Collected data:
//! Persisted job records.
//!
//! - `JobRecord`: what a driver stores (`id`, `job`, `data`, `attempts`,
//!   `created_at`, optional `available_at`)
//! - `Job`: a record popped from a queue, with the queue and connection it
//!   came from and its raw stored payload
//! - `FailedJob`: a record moved to the failed store, with its error

use serde::{Deserialize, Serialize};
use serde_json::Value;
use uuid::Uuid;

/// The stored form of a job.
#[derive(Debug, Clone, PartialEq, Serialize, Deserialize)]
pub struct JobRecord {
    /// Unique identifier, assigned on push.
    pub id: String,
    /// Handler type used to resolve the job handler.
    pub job: String,
    /// Payload handed to the handler.
    #[serde(default)]
    pub data: Value,
    /// Number of times the job has been reserved.
    #[serde(default)]
    pub attempts: u32,
    /// Epoch seconds when the job was first pushed.
    pub created_at: i64,
    /// Epoch seconds before which the job must not be popped.
    #[serde(default, skip_serializing_if = "Option::is_none")]
    pub available_at: Option<i64>,
}

impl JobRecord {
    pub fn new(job_type: impl Into<String>, data: Value, now: i64) -> Self {
        Self {
            id: Uuid::new_v4().to_string(),
            job: job_type.into(),
            data,
            attempts: 0,
            created_at: now,
            available_at: None,
        }
    }

    /// Marks the record as unavailable until `available_at`.
    pub fn available_at(mut self, available_at: i64) -> Self {
        self.available_at = Some(available_at);
        self
    }

    pub fn is_available(&self, now: i64) -> bool {
        self.available_at.map_or(true, |at| at <= now)
    }
}

/// A record in a queue's failed store.
#[derive(Debug, Clone, PartialEq, Serialize, Deserialize)]
pub struct FailedJob {
    #[serde(flatten)]
    pub record: JobRecord,
    pub error: String,
    /// Epoch seconds when the job was failed.
    pub failed_at: i64,
}

impl FailedJob {
    pub fn new(job: &Job, error: impl Into<String>, failed_at: i64) -> Self {
        Self {
            record: job.record().clone(),
            error: error.into(),
            failed_at,
        }
    }
}

/// A job reserved from a queue.
#[derive(Debug, Clone, PartialEq, Serialize, Deserialize)]
pub struct Job {
    connection: String,
    queue: String,
    record: JobRecord,
    /// The payload exactly as it was stored.
    #[serde(skip)]
    raw: String,
}

impl Job {
    /// Parses a stored payload.
    pub fn from_raw(
        connection: impl Into<String>,
        queue: impl Into<String>,
        raw: impl Into<String>,
    ) -> Result<Self, serde_json::Error> {
        let raw = raw.into();
        let record = serde_json::from_str(&raw)?;
        Ok(Self {
            connection: connection.into(),
            queue: queue.into(),
            record,
            raw,
        })
    }

    pub fn from_record(
        connection: impl Into<String>,
        queue: impl Into<String>,
        record: JobRecord,
    ) -> Result<Self, serde_json::Error> {
        let raw = serde_json::to_string(&record)?;
        Ok(Self {
            connection: connection.into(),
            queue: queue.into(),
            record,
            raw,
        })
    }

    pub fn id(&self) -> &str {
        &self.record.id
    }

    pub fn connection(&self) -> &str {
        &self.connection
    }

    pub fn queue(&self) -> &str {
        &self.queue
    }

    /// The handler type.
    pub fn job_type(&self) -> &str {
        &self.record.job
    }

    pub fn data(&self) -> &Value {
        &self.record.data
    }

    pub fn attempts(&self) -> u32 {
        self.record.attempts
    }

    pub fn created_at(&self) -> i64 {
        self.record.created_at
    }

    pub fn available_at(&self) -> Option<i64> {
        self.record.available_at
    }

    pub fn raw_payload(&self) -> &str {
        &self.raw
    }

    pub fn record(&self) -> &JobRecord {
        &self.record
    }

    /// Counts one more reservation. Attempts never decrease.
    pub(crate) fn increment_attempts(&mut self) {
        self.record.attempts += 1;
    }

    /// Seconds since the job was first pushed.
    pub fn age(&self, now: i64) -> i64 {
        now - self.record.created_at
    }
}

#[cfg(test)]
mod tests {
    use super::*;
    use serde_json::json;

    #[test]
    fn test_record_new() {
        let record = JobRecord::new("send_email", json!({"to": "a@b.c"}), 1_000);
        assert!(!record.id.is_empty());
        assert_eq!(record.job, "send_email");
        assert_eq!(record.attempts, 0);
        assert_eq!(record.created_at, 1_000);
        assert!(record.available_at.is_none());
        assert!(record.is_available(0));
    }

    #[test]
    fn test_record_ids_unique() {
        let a = JobRecord::new("x", Value::Null, 0);
        let b = JobRecord::new("x", Value::Null, 0);
        assert_ne!(a.id, b.id);
    }

    #[test]
    fn test_record_availability() {
        let record = JobRecord::new("x", Value::Null, 100).available_at(105);
        assert!(!record.is_available(104));
        assert!(record.is_available(105));
    }

    #[test]
    fn test_record_wire_format() {
        let record = JobRecord::new("x", json!([1]), 5);
        let value = serde_json::to_value(&record).expect("serialize");
        assert_eq!(value["job"], json!("x"));
        assert_eq!(value["data"], json!([1]));
        assert_eq!(value["attempts"], json!(0));
        assert_eq!(value["created_at"], json!(5));
        assert!(value.get("available_at").is_none());

        let delayed = serde_json::to_value(record.available_at(9)).expect("serialize");
        assert_eq!(delayed["available_at"], json!(9));
    }

    #[test]
    fn test_job_from_raw_keeps_payload() {
        let raw = r#"{"id":"1","job":"report","data":{"k":"v"},"attempts":2,"created_at":10}"#;
        let mut job = Job::from_raw("file", "default", raw).expect("parse");

        assert_eq!(job.id(), "1");
        assert_eq!(job.job_type(), "report");
        assert_eq!(job.data(), &json!({"k": "v"}));
        assert_eq!(job.connection(), "file");
        assert_eq!(job.queue(), "default");
        assert_eq!(job.raw_payload(), raw);
        assert_eq!(job.age(25), 15);

        job.increment_attempts();
        assert_eq!(job.attempts(), 3);
        assert_eq!(job.raw_payload(), raw);
    }

    #[test]
    fn test_job_from_raw_rejects_garbage() {
        assert!(Job::from_raw("file", "default", "not json").is_err());
    }

    #[test]
    fn test_failed_job_is_flat() {
        let job = Job::from_record("file", "q", JobRecord::new("x", json!(1), 3)).expect("record");
        let failed = serde_json::to_value(FailedJob::new(&job, "boom", 9)).expect("serialize");
        assert_eq!(failed["id"], json!(job.id()));
        assert_eq!(failed["job"], json!("x"));
        assert_eq!(failed["error"], json!("boom"));
        assert_eq!(failed["failed_at"], json!(9));
    }

    #[test]
    fn test_job_crosses_process_boundary() {
        let record = JobRecord::new("report", json!({"n": 1}), 0);
        let job = Job::from_record("redis", "high", record).expect("record");
        let wire = serde_json::to_value(&job).expect("serialize");
        let parsed: Job = serde_json::from_value(wire).expect("deserialize");

        assert_eq!(parsed.id(), job.id());
        assert_eq!(parsed.queue(), "high");
        assert_eq!(parsed.data(), job.data());
        assert!(parsed.raw_payload().is_empty());
    }
}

## [WHAT YOU HAVE TO DO]
Every line of the data above should be output exactly as written.

## [RESPONSE]
//! Persisted job records.
//!
//! - `JobRecord`: what a driver stores (`id`, `job`, `data`, `attempts`,
//!   `created_at`, optional `available_at`)
//! - `Job`: a record popped from a queue, with the queue and connection it
//!   came from and its raw stored payload
//! - `FailedJob`: a record moved to the failed store, with its error

use serde::{Deserialize, Serialize};
use serde_json::Value;
use uuid::Uuid;

/// The stored form of a job.
#[derive(Debug, Clone, PartialEq, Serialize, Deserialize)]
pub struct JobRecord {
    /// Unique identifier, assigned on push.
    pub id: String,
    /// Handler type used to resolve the job handler.
    pub job: String,
    /// Payload handed to the handler.
    #[serde(default)]
    pub data: Value,
    /// Number of times the job has been reserved.
    #[serde(default)]
    pub attempts: u32,
    /// Epoch seconds when the job was first pushed.
    pub created_at: i64,
    /// Epoch seconds before which the job must not be popped.
    #[serde(default, skip_serializing_if = "Option::is_none")]
    pub available_at: Option<i64>,
}

impl JobRecord {
    pub fn new(job_type: impl Into<String>, data: Value, now: i64) -> Self {
        Self {
            id: Uuid::new_v4().to_string(),
            job: job_type.into(),
            data,
            attempts: 0,
            created_at: now,
            available_at: None,
        }
    }

    /// Marks the record as unavailable until `available_at`.
    pub fn available_at(mut self, available_at: i64) -> Self {
        self.available_at = Some(available_at);
        self
    }

    pub fn is_available(&self, now: i64) -> bool {
        self.available_at.map_or(true, |at| at <= now)
    }
}

/// A record in a queue's failed store.
#[derive(Debug, Clone, PartialEq, Serialize, Deserialize)]
pub struct FailedJob {
    #[serde(flatten)]
    pub record: JobRecord,
    pub error: String,
    /// Epoch seconds when the job was failed.
    pub failed_at: i64,
}

impl FailedJob {
    pub fn new(job: &Job, error: impl Into<String>, failed_at: i64) -> Self {
        Self {
            record: job.record().clone(),
            error: error.into(),
            failed_at,
        }
    }
}

/// A job reserved from a queue.
#[derive(Debug, Clone, PartialEq, Serialize, Deserialize)]
pub struct Job {
    connection: String,
    queue: String,
    record: JobRecord,
    /// The payload exactly as it was stored.
    #[serde(skip)]
    raw: String,
}

impl Job {
    /// Parses a stored payload.
    pub fn from_raw(
        connection: impl Into<String>,
        queue: impl Into<String>,
        raw: impl Into<String>,
    ) -> Result<Self, serde_json::Error> {
        let raw = raw.into();
        let record = serde_json::from_str(&raw)?;
        Ok(Self {
            connection: connection.into(),
            queue: queue.into(),
            record,
            raw,
        })
    }

    pub fn from_record(
        connection: impl Into<String>,
        queue: impl Into<String>,
        record: JobRecord,
    ) -> Result<Self, serde_json::Error> {
        let raw = serde_json::to_string(&record)?;
        Ok(Self {
            connection: connection.into(),
            queue: queue.into(),
            record,
            raw,
        })
    }

    pub fn id(&self) -> &str {
        &self.record.id
    }

    pub fn connection(&self) -> &str {
        &self.connection
    }

    pub fn queue(&self) -> &str {
        &self.queue
    }

    /// The handler type.
    pub fn job_type(&self) -> &str {
        &self.record.job
    }

    pub fn data(&self) -> &Value {
        &self.record.data
    }

    pub fn attempts(&self) -> u32 {
        self.record.attempts
    }

    pub fn created_at(&self) -> i64 {
        self.record.created_at
    }

    pub fn available_at(&self) -> Option<i64> {
        self.record.available_at
    }

    pub fn raw_payload(&self) -> &str {
        &self.raw
    }

    pub fn record(&self) -> &JobRecord {
        &self.record
    }

    /// Counts one more reservation. Attempts never decrease.
    pub(crate) fn increment_attempts(&mut self) {
        self.record.attempts += 1;
    }

    /// Seconds since the job was first pushed.
    pub fn age(&self, now: i64) -> i64 {
        now - self.record.created_at
    }
}

#[cfg(test)]
mod tests {
    use super::*;
    use serde_json::json;

    #[test]
    fn test_record_new() {
        let record = JobRecord::new("send_email", json!({"to": "a@b.c"}), 1_000);
        assert!(!record.id.is_empty());
        assert_eq!(record.job, "send_email");
        assert_eq!(record.attempts, 0);
        assert_eq!(record.created_at, 1_000);
        assert!(record.available_at.is_none());
        assert!(record.is_available(0));
    }

    #[test]
    fn test_record_ids_unique() {
        let a = JobRecord::new("x", Value::Null, 0);
        let b = JobRecord::new("x", Value::Null, 0);
        assert_ne!(a.id, b.id);
    }

    #[test]
    fn test_record_availability() {
        let record = JobRecord::new("x", Value::Null, 100).available_at(105);
        assert!(!record.is_available(104));
        assert!(record.is_available(105));
    }

    #[test]
    fn test_record_wire_format() {
        let record = JobRecord::new("x", json!([1]), 5);
        let value = serde_json::to_value(&record).expect("serialize");
        assert_eq!(value["job"], json!("x"));
        assert_eq!(value["data"], json!([1]));
        assert_eq!(value["attempts"], json!(0));
        assert_eq!(value["created_at"], json!(5));
        assert!(value.get("available_at").is_none());

        let delayed = serde_json::to_value(record.available_at(9)).expect("serialize");
        assert_eq!(delayed["available_at"], json!(9));
    }

    #[test]
    fn test_job_from_raw_keeps_payload() {
        let raw = r#"{"id":"1","job":"report","data":{"k":"v"},"attempts":2,"created_at":10}"#;
        let mut job = Job::from_raw("file", "default", raw).expect("parse");

        assert_eq!(job.id(), "1");
        assert_eq!(job.job_type(), "report");
        assert_eq!(job.data(), &json!({"k": "v"}));
        assert_eq!(job.connection(), "file");
        assert_eq!(job.queue(), "default");
        assert_eq!(job.raw_payload(), raw);
        assert_eq!(job.age(25), 15);

        job.increment_attempts();
        assert_eq!(job.attempts(), 3);
        assert_eq!(job.raw_payload(), raw);
    }

    #[test]
    fn test_job_from_raw_rejects_garbage() {
        assert!(Job::from_raw("file", "default", "not json").is_err());
    }

    #[test]
    fn test_failed_job_is_flat() {
        let job = Job::from_record("file", "q", JobRecord::new("x", json!(1), 3)).expect("record");
        let failed = serde_json::to_value(FailedJob::new(&job, "boom", 9)).expect("serialize");
        assert_eq!(failed["id"], json!(job.id()));
        assert_eq!(failed["job"], json!("x"));
        assert_eq!(failed["error"], json!("boom"));
        assert_eq!(failed["failed_at"], json!(9));
    }

    #[test]
    fn test_job_crosses_process_boundary() {
        let record = JobRecord::new("report", json!({"n": 1}), 0);
        let job = Job::from_record("redis", "high", record).expect("record");
        let wire = serde_json::to_value(&job).expect("serialize");
        let parsed: Job = serde_json::from_value(wire).expect("deserialize");

        assert_eq!(parsed.id(), job.id());
        assert_eq!(parsed.queue(), "high");
        assert_eq!(parsed.data(), job.data());
        assert!(parsed.raw_payload().is_empty());
    }
}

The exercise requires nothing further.